Muchos argentinos temen una nueva crisis “a la argentina”, esto es, explosión del peso, inflación con estancamiento y alta conflictividad social; la buena imagen de la presidenta no contrarresta ese temor. Preventivamente, los argentinos tienden a refugiarse en el dólar o a gastar en pesos cuanto pueden; siempre han hecho eso. El gobierno no acierta a producir respuestas orientadas a restituir la confianza; en su lugar, se enoja y termina realimentando los efectos negativos de sus decisiones.

Es una historia muchas veces vista en el pasado. La sociedad política no ha desarrollado anticuerpos suficientes. Lo más novedoso en la situación presente es que ni siquiera hay ofertas políticas opositoras atractivas para una gran pluralidad de argentinos.
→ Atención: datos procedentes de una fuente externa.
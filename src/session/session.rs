use super::config::SessionConfig;
use super::stats::{SessionState, SessionStats, Utterance};
use crate::error::SpeechError;
use crate::recognition::{EngineEvent, EngineFactory, RecognitionEngine};
use chrono::{DateTime, Utc};
use std::pin::Pin;
use std::sync::atomic::{AtomicBool, AtomicUsize, Ordering};
use std::sync::Arc;
use tokio::sync::{mpsc, watch, Mutex};
use tokio::task::JoinHandle;
use tokio::time::{Instant, Sleep};
use tokio_util::sync::CancellationToken;
use tracing::{debug, error, info, warn};

/// A continuous listening session spanning many engine instances
///
/// At most one listening task exists at a time. Whenever the engine ends on
/// its own while the session is active, a fresh engine is built after the
/// restart grace delay. `stop()` (or the inactivity timeout) suppresses that
/// restart, including one already waiting on the grace delay.
pub struct CaptureSession {
    /// Session configuration
    config: SessionConfig,

    /// Builds engine instances
    factory: Arc<dyn EngineFactory>,

    /// Where recognized utterances go
    utterance_tx: mpsc::Sender<Utterance>,

    /// Whether the user wants the session listening
    active: Arc<AtomicBool>,

    /// Observable lifecycle state
    state_tx: Arc<watch::Sender<SessionState>>,

    /// Handle and stop token of the listening task
    task: Mutex<Option<ListeningTask>>,

    /// When the session was last started
    started_at: std::sync::Mutex<Option<DateTime<Utc>>>,

    /// Automatic restarts since the last start
    restarts: Arc<AtomicUsize>,

    /// Utterances emitted since the last start
    utterances: Arc<AtomicUsize>,
}

struct ListeningTask {
    cancel: CancellationToken,
    handle: JoinHandle<()>,
}

impl CaptureSession {
    /// Create an idle session
    pub fn new(
        factory: Arc<dyn EngineFactory>,
        config: SessionConfig,
        utterance_tx: mpsc::Sender<Utterance>,
    ) -> Self {
        let (state_tx, _) = watch::channel(SessionState::Idle);

        Self {
            config,
            factory,
            utterance_tx,
            active: Arc::new(AtomicBool::new(false)),
            state_tx: Arc::new(state_tx),
            task: Mutex::new(None),
            started_at: std::sync::Mutex::new(None),
            restarts: Arc::new(AtomicUsize::new(0)),
            utterances: Arc::new(AtomicUsize::new(0)),
        }
    }

    /// Start listening
    ///
    /// Fails with [`SpeechError::EngineUnavailable`] when the host has no
    /// recognition capability. Starting an already active session is a no-op.
    pub async fn start(&self) -> Result<(), SpeechError> {
        let mut task = self.task.lock().await;

        if self.active.load(Ordering::SeqCst) {
            warn!("Capture session already listening");
            return Ok(());
        }

        // A previous run may still be winding down after an inactivity stop
        if let Some(previous) = task.take() {
            previous.cancel.cancel();
            if let Err(e) = previous.handle.await {
                error!("Listening task panicked: {}", e);
            }
        }

        let engine = self.factory.create(&self.config.recognition)?;

        info!("Starting capture session: {}", self.config.session_id);

        self.active.store(true, Ordering::SeqCst);
        self.restarts.store(0, Ordering::SeqCst);
        self.utterances.store(0, Ordering::SeqCst);
        if let Ok(mut started_at) = self.started_at.lock() {
            *started_at = Some(Utc::now());
        }
        self.state_tx.send_replace(SessionState::Listening);

        let cancel = CancellationToken::new();
        let listener = Listener {
            config: self.config.clone(),
            factory: Arc::clone(&self.factory),
            utterance_tx: self.utterance_tx.clone(),
            active: Arc::clone(&self.active),
            state_tx: Arc::clone(&self.state_tx),
            cancel: cancel.clone(),
            restarts: Arc::clone(&self.restarts),
            utterances: Arc::clone(&self.utterances),
        };

        let handle = tokio::spawn(listener.run(engine));
        *task = Some(ListeningTask { cancel, handle });

        Ok(())
    }

    /// Stop listening and wait for the listening task to finish
    ///
    /// Suppresses any pending auto-restart. Stopping an idle session is a no-op.
    pub async fn stop(&self) {
        let mut task = self.task.lock().await;

        let was_active = self.active.swap(false, Ordering::SeqCst);

        match task.take() {
            Some(running) => {
                if was_active {
                    info!("Stopping capture session: {}", self.config.session_id);
                }
                running.cancel.cancel();
                if let Err(e) = running.handle.await {
                    error!("Listening task panicked: {}", e);
                }
            }
            None => debug!("Capture session not active"),
        }

        self.state_tx.send_replace(SessionState::Idle);
    }

    /// Whether the session is logically active (not stopped)
    pub fn is_active(&self) -> bool {
        self.active.load(Ordering::SeqCst)
    }

    /// Current lifecycle state
    pub fn state(&self) -> SessionState {
        *self.state_tx.borrow()
    }

    /// Watch lifecycle state transitions
    pub fn subscribe(&self) -> watch::Receiver<SessionState> {
        self.state_tx.subscribe()
    }

    /// Get current session statistics
    pub fn stats(&self) -> SessionStats {
        SessionStats {
            session_id: self.config.session_id.clone(),
            state: self.state(),
            started_at: self.started_at.lock().ok().and_then(|s| *s),
            restarts: self.restarts.load(Ordering::SeqCst),
            utterances: self.utterances.load(Ordering::SeqCst),
        }
    }
}

/// State moved into the listening task
struct Listener {
    config: SessionConfig,
    factory: Arc<dyn EngineFactory>,
    utterance_tx: mpsc::Sender<Utterance>,
    active: Arc<AtomicBool>,
    state_tx: Arc<watch::Sender<SessionState>>,
    cancel: CancellationToken,
    restarts: Arc<AtomicUsize>,
    utterances: Arc<AtomicUsize>,
}

impl Listener {
    async fn run(self, mut engine: Box<dyn RecognitionEngine>) {
        // One deadline for the whole session: it survives engine restarts
        // and is only pushed back by recognized speech
        let inactivity = tokio::time::sleep(self.config.inactivity_timeout);
        tokio::pin!(inactivity);

        loop {
            self.listen_once(engine.as_mut(), inactivity.as_mut()).await;
            drop(engine);

            if !self.should_continue() {
                break;
            }

            self.state_tx.send_replace(SessionState::Restarting);
            debug!("Restarting recognition in {:?}", self.config.restart_grace);

            tokio::select! {
                _ = self.cancel.cancelled() => break,
                _ = inactivity.as_mut() => {
                    self.expire();
                    break;
                }
                _ = tokio::time::sleep(self.config.restart_grace) => {}
            }

            if !self.should_continue() {
                break;
            }

            engine = match self.factory.create(&self.config.recognition) {
                Ok(engine) => engine,
                Err(e) => {
                    error!("Cannot restart speech recognition: {}", e);
                    self.active.store(false, Ordering::SeqCst);
                    break;
                }
            };

            self.restarts.fetch_add(1, Ordering::SeqCst);
            self.state_tx.send_replace(SessionState::Listening);
        }

        self.state_tx.send_replace(SessionState::Idle);
        info!("Capture session ended: {}", self.config.session_id);
    }

    fn should_continue(&self) -> bool {
        self.active.load(Ordering::SeqCst) && !self.cancel.is_cancelled()
    }

    /// The inactivity deadline passed; counts as an explicit stop
    fn expire(&self) {
        info!(
            "No speech detected for {:?}. Stopping recognition.",
            self.config.inactivity_timeout
        );
        self.active.store(false, Ordering::SeqCst);
    }

    /// Drive one engine instance until it ends
    async fn listen_once(&self, engine: &mut dyn RecognitionEngine, mut inactivity: Pin<&mut Sleep>) {
        let mut events = match engine.start().await {
            Ok(events) => events,
            Err(SpeechError::EngineUnavailable(reason)) => {
                error!("Speech recognition unavailable: {}", reason);
                self.active.store(false, Ordering::SeqCst);
                return;
            }
            Err(e) => {
                warn!("Failed to start {} engine: {}", engine.name(), e);
                return;
            }
        };

        // Set once stop has been requested; the engine still owes us an End
        let mut stopping = false;

        loop {
            tokio::select! {
                _ = self.cancel.cancelled(), if !stopping => {
                    stopping = true;
                    if let Err(e) = engine.stop().await {
                        warn!("Failed to stop {} engine: {}", engine.name(), e);
                    }
                }
                _ = inactivity.as_mut(), if !stopping => {
                    self.expire();
                    stopping = true;
                    if let Err(e) = engine.stop().await {
                        warn!("Failed to stop {} engine: {}", engine.name(), e);
                    }
                }
                event = events.recv() => match event {
                    Some(EngineEvent::Start) => {
                        info!("Speech recognition started ({})", engine.name());
                    }
                    Some(EngineEvent::Result(results)) => {
                        match first_transcript(&results) {
                            Some(text) => {
                                info!("Recognized text: {}", text);
                                self.emit(Utterance::new(text)).await;
                                inactivity
                                    .as_mut()
                                    .reset(Instant::now() + self.config.inactivity_timeout);
                            }
                            None => info!("No speech recognized"),
                        }
                    }
                    Some(EngineEvent::Error(reason)) => {
                        warn!("Speech recognition error: {}", reason);
                    }
                    Some(EngineEvent::End) | None => {
                        info!("Speech recognition ended");
                        return;
                    }
                },
            }
        }
    }

    async fn emit(&self, utterance: Utterance) {
        self.utterances.fetch_add(1, Ordering::SeqCst);
        if self.utterance_tx.send(utterance).await.is_err() {
            warn!("Utterance receiver dropped; discarding recognized text");
        }
    }
}

/// First alternative of the first result, if it carries any text
fn first_transcript(results: &[Vec<String>]) -> Option<String> {
    results
        .first()
        .and_then(|alternatives| alternatives.first())
        .map(|text| text.trim())
        .filter(|text| !text.is_empty())
        .map(str::to_string)
}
Las expectativas parecen dirigirse más bien a disidencias generadas dentro de la misma coalición gubernamental. En el pasado, cuando se vivieron historias comparables, no pocas veces fueron los gobernadores -actuando en acuerdo entre ellos- quienes produjeron respuestas políticas. Esa figura reaparece hoy en la imaginación de mucha gente.

El emergente es el gobernador de Buenos Aires, Daniel Scioli, un hombre hábil para sostenerse en precarios equilibrios políticos, el único que cuenta hoy con una imagen positiva tanto o más alta que la de la presidenta. En ese plano, el mayor interrogante hoy no es si Scioli durará o no durará, sino si terminará siendo el candidato oficialista para suceder a Cristina o el candidato que enfrentará al actual oficialismo. Otra cosa es si podría ser el hombre capaz de conducir un gobierno dispuesto a tomar las “decisiones correctas”, torciendo una historia de equívocos inacabables.